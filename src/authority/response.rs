//! Tolerant parsing of authority responses.
//!
//! Element names are matched on their local part so namespace prefixes do
//! not matter. Anything without a recognizable accepted marker and a
//! confirmation code is treated as a rejection.

use crate::document::xml::unescape;
use crate::domain::AuthorityResult;

/// Status values that mean the registration was taken.
pub const ACCEPTED_MARKERS: &[&str] = &["Correcto", "AceptadoConErrores"];

pub const STATUS_ELEMENTS: &[&str] = &["EstadoRegistro", "EstadoEnvio"];
pub const CONFIRMATION_ELEMENT: &str = "CSV";
pub const ERROR_CODE_ELEMENT: &str = "CodigoErrorRegistro";
pub const ERROR_MESSAGE_ELEMENT: &str = "DescripcionErrorRegistro";

pub const CODE_REJECTED: &str = "REJECTED";
pub const CODE_NO_CONFIRMATION: &str = "NO_CONFIRMATION_CODE";

/// Text of the first element whose local name is `local_name`.
pub fn find_element(raw: &str, local_name: &str) -> Option<String> {
    let mut rest = raw;
    while let Some(lt) = rest.find('<') {
        rest = &rest[lt + 1..];
        if rest.starts_with('/') || rest.starts_with('?') || rest.starts_with('!') {
            continue;
        }
        let end = rest.find('>')?;
        let tag = &rest[..end];
        if tag.ends_with('/') {
            continue;
        }
        let name = tag.split_whitespace().next().unwrap_or("");
        let local = name.rsplit(':').next().unwrap_or(name);
        if local == local_name {
            let body = &rest[end + 1..];
            let text_end = body.find('<').unwrap_or(body.len());
            return Some(unescape(body[..text_end].trim()));
        }
    }
    None
}

/// Interpret a raw authority answer.
pub fn parse_response(raw: &str) -> AuthorityResult {
    let status = STATUS_ELEMENTS
        .iter()
        .find_map(|element| find_element(raw, element));
    let accepted = status
        .as_deref()
        .map(|s| ACCEPTED_MARKERS.contains(&s))
        .unwrap_or(false);
    let confirmation = find_element(raw, CONFIRMATION_ELEMENT).filter(|c| !c.is_empty());

    let result = match (accepted, confirmation) {
        (true, Some(code)) => AuthorityResult::accepted(status.unwrap_or_default(), code),
        (true, None) => AuthorityResult::rejected(
            CODE_NO_CONFIRMATION,
            "accepted marker without a confirmation code",
        ),
        (false, _) => {
            let code = find_element(raw, ERROR_CODE_ELEMENT)
                .filter(|c| !c.is_empty())
                .unwrap_or_else(|| CODE_REJECTED.to_string());
            let message = find_element(raw, ERROR_MESSAGE_ELEMENT)
                .filter(|m| !m.is_empty())
                .or_else(|| status.map(|s| format!("registration status {s}")))
                .unwrap_or_else(|| "no accepted marker in authority response".to_string());
            AuthorityResult::rejected(code, message)
        }
    };
    result.with_raw_response(raw)
}

#[cfg(test)]
mod tests {
    use super::*;

    #[test]
    fn accepted_with_confirmation_code() {
        let raw = r#"<env:Envelope xmlns:env="e"><tikR:RespuestaRegFactuSistemaFacturacion>
            <tikR:CSV>A-YDSW8NLFLANWPM</tikR:CSV>
            <tikR:EstadoEnvio>Correcto</tikR:EstadoEnvio>
            </tikR:RespuestaRegFactuSistemaFacturacion></env:Envelope>"#;
        let result = parse_response(raw);
        assert!(result.success);
        assert_eq!(result.confirmation_code.as_deref(), Some("A-YDSW8NLFLANWPM"));
        assert_eq!(result.raw_response.as_deref(), Some(raw));
    }

    #[test]
    fn accepted_with_warnings_counts_as_accepted() {
        let raw = "<EstadoRegistro>AceptadoConErrores</EstadoRegistro><CSV>X1</CSV>";
        assert!(parse_response(raw).success);
    }

    #[test]
    fn explicit_rejection_carries_authority_code() {
        let raw = "<r:EstadoRegistro>Incorrecto</r:EstadoRegistro>\
                   <r:CodigoErrorRegistro>1100</r:CodigoErrorRegistro>\
                   <r:DescripcionErrorRegistro>NIF &lt;no&gt; identificado</r:DescripcionErrorRegistro>";
        let result = parse_response(raw);
        assert!(!result.success);
        assert_eq!(result.code, "1100");
        assert_eq!(result.message, "NIF <no> identificado");
        assert!(!result.is_transport_failure());
    }

    #[test]
    fn unrecognized_responses_fail_closed() {
        for raw in ["", "OK", "<html>maintenance</html>", "<EstadoEnvio>Maybe</EstadoEnvio>"] {
            let result = parse_response(raw);
            assert!(!result.success, "{raw:?} should not be accepted");
        }
    }

    #[test]
    fn accepted_marker_without_code_is_rejected() {
        let result = parse_response("<EstadoEnvio>Correcto</EstadoEnvio><CSV/>");
        assert!(!result.success);
        assert_eq!(result.code, CODE_NO_CONFIRMATION);
    }

    #[test]
    fn closing_and_self_closing_tags_are_skipped() {
        assert_eq!(find_element("<a/><b>x</b>", "a"), None);
        assert_eq!(find_element("</CSV><p:CSV attr=\"1\"> y </p:CSV>", "CSV").as_deref(), Some("y"));
    }
}
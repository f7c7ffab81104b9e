//! PostgreSQL certificate store

use async_trait::async_trait;
use chrono::{DateTime, Utc};
use sqlx::postgres::PgPool;
use tracing::instrument;
use uuid::Uuid;

use crate::domain::{CertificateMaterial, CertificateMetadata, TenantId};
use crate::infra::{CertificateStore, Result};

#[derive(Clone)]
pub struct PgCertificateStore {
    pool: PgPool,
}

#[derive(sqlx::FromRow)]
struct CertificateRow {
    tenant_id: Uuid,
    certificate_ciphertext: Vec<u8>,
    passphrase_ciphertext: Vec<u8>,
    subject: String,
    issuer: String,
    serial_number: String,
    not_before: DateTime<Utc>,
    expires_at: DateTime<Utc>,
    uploaded_at: DateTime<Utc>,
}

impl From<CertificateRow> for CertificateMaterial {
    fn from(row: CertificateRow) -> Self {
        CertificateMaterial {
            tenant_id: TenantId::from_uuid(row.tenant_id),
            certificate_ciphertext: row.certificate_ciphertext,
            passphrase_ciphertext: row.passphrase_ciphertext,
            metadata: CertificateMetadata {
                subject: row.subject,
                issuer: row.issuer,
                serial_number: row.serial_number,
                not_before: row.not_before,
                not_after: row.expires_at,
            },
            uploaded_at: row.uploaded_at,
        }
    }
}

impl PgCertificateStore {
    pub fn new(pool: PgPool) -> Self {
        Self { pool }
    }
}

#[async_trait]
impl CertificateStore for PgCertificateStore {
    async fn get_certificate(&self, tenant_id: &TenantId) -> Result<Option<CertificateMaterial>> {
        let row: Option<CertificateRow> = sqlx::query_as(
            r#"
            SELECT tenant_id, certificate_ciphertext, passphrase_ciphertext, subject, issuer,
                   serial_number, not_before, expires_at, uploaded_at
            FROM tenant_certificates
            WHERE tenant_id = $1
            "#,
        )
        .bind(tenant_id.0)
        .fetch_optional(&self.pool)
        .await?;

        Ok(row.map(CertificateMaterial::from))
    }

    #[instrument(skip(self, material), fields(tenant_id = %material.tenant_id))]
    async fn put_certificate(&self, material: &CertificateMaterial) -> Result<()> {
        sqlx::query(
            r#"
            INSERT INTO tenant_certificates (
                tenant_id, certificate_ciphertext, passphrase_ciphertext, subject, issuer,
                serial_number, not_before, expires_at, uploaded_at
            ) VALUES ($1, $2, $3, $4, $5, $6, $7, $8, $9)
            ON CONFLICT (tenant_id) DO UPDATE SET
                certificate_ciphertext = EXCLUDED.certificate_ciphertext,
                passphrase_ciphertext = EXCLUDED.passphrase_ciphertext,
                subject = EXCLUDED.subject,
                issuer = EXCLUDED.issuer,
                serial_number = EXCLUDED.serial_number,
                not_before = EXCLUDED.not_before,
                expires_at = EXCLUDED.expires_at,
                uploaded_at = EXCLUDED.uploaded_at
            "#,
        )
        .bind(material.tenant_id.0)
        .bind(&material.certificate_ciphertext)
        .bind(&material.passphrase_ciphertext)
        .bind(&material.metadata.subject)
        .bind(&material.metadata.issuer)
        .bind(&material.metadata.serial_number)
        .bind(material.metadata.not_before)
        .bind(material.metadata.not_after)
        .bind(material.uploaded_at)
        .execute(&self.pool)
        .await?;
        Ok(())
    }

    async fn delete_certificate(&self, tenant_id: &TenantId) -> Result<bool> {
        let result = sqlx::query("DELETE FROM tenant_certificates WHERE tenant_id = $1")
            .bind(tenant_id.0)
            .execute(&self.pool)
            .await?;
        Ok(result.rows_affected() > 0)
    }
}
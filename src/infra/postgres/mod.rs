//! PostgreSQL implementations for the production deployment
//!
//! Delivery ledger, certificate store and the invoice inbox shared with
//! the invoicing application.

mod certificates;
mod invoices;
mod ledger;

pub use certificates::*;
pub use invoices::*;
pub use ledger::*;
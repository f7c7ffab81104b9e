//! Compliance Ledger Library
//!
//! Tamper-evident delivery of signed invoice records to a tax authority,
//! for a multi-tenant invoicing application. Every record a tenant sends
//! is linked into that tenant's hash chain, signed with the tenant's own
//! certificate, and tracked until the authority accepts it.
//!
//! ## Modules
//!
//! - [`domain`] - Core domain types (invoices, compliance records, chain links, certificates)
//! - [`crypto`] - Hash chain, certificate vault, at-rest encryption and signing
//! - [`document`] - Fixed-schema compliance document composition
//! - [`authority`] - Authority client (HTTP, simulator) and response parsing
//! - [`infra`] - Storage implementations (PostgreSQL, SQLite), retry and shutdown plumbing
//! - [`pipeline`] - Delivery orchestration, recovery engine and worker, chain audit
//! - [`service`] - Facade used by the invoicing application
//! - [`config`] - Environment configuration
//! - [`metrics`] - Observability and metrics
//! - [`telemetry`] - Structured logging
//! - [`server`] - Worker daemon bootstrap

pub mod authority;
pub mod config;
pub mod crypto;
pub mod document;
pub mod domain;
pub mod infra;
pub mod metrics;
pub mod migrations;
pub mod pipeline;
pub mod server;
pub mod service;
pub mod telemetry;

// Re-export commonly used types
pub use domain::{
    ChainHead, ChainLink, ComplianceRecord, FailureKind, InvoiceId, InvoiceSnapshot,
    RecordStatus, TenantId, TenantIdentity,
};

pub use config::LedgerConfig;
pub use infra::{LedgerError, Result};
pub use pipeline::{DeliveryOutcome, DeliveryPipeline, RecoveryEngine};
pub use service::ComplianceService;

◆ **WHAT THE TASK ASKS**
The lines above that include "WHERE" should each be listed.

◆ **RESULT**
            WHERE tenant_id = $1
        let result = sqlx::query("DELETE FROM tenant_certificates WHERE tenant_id = $1")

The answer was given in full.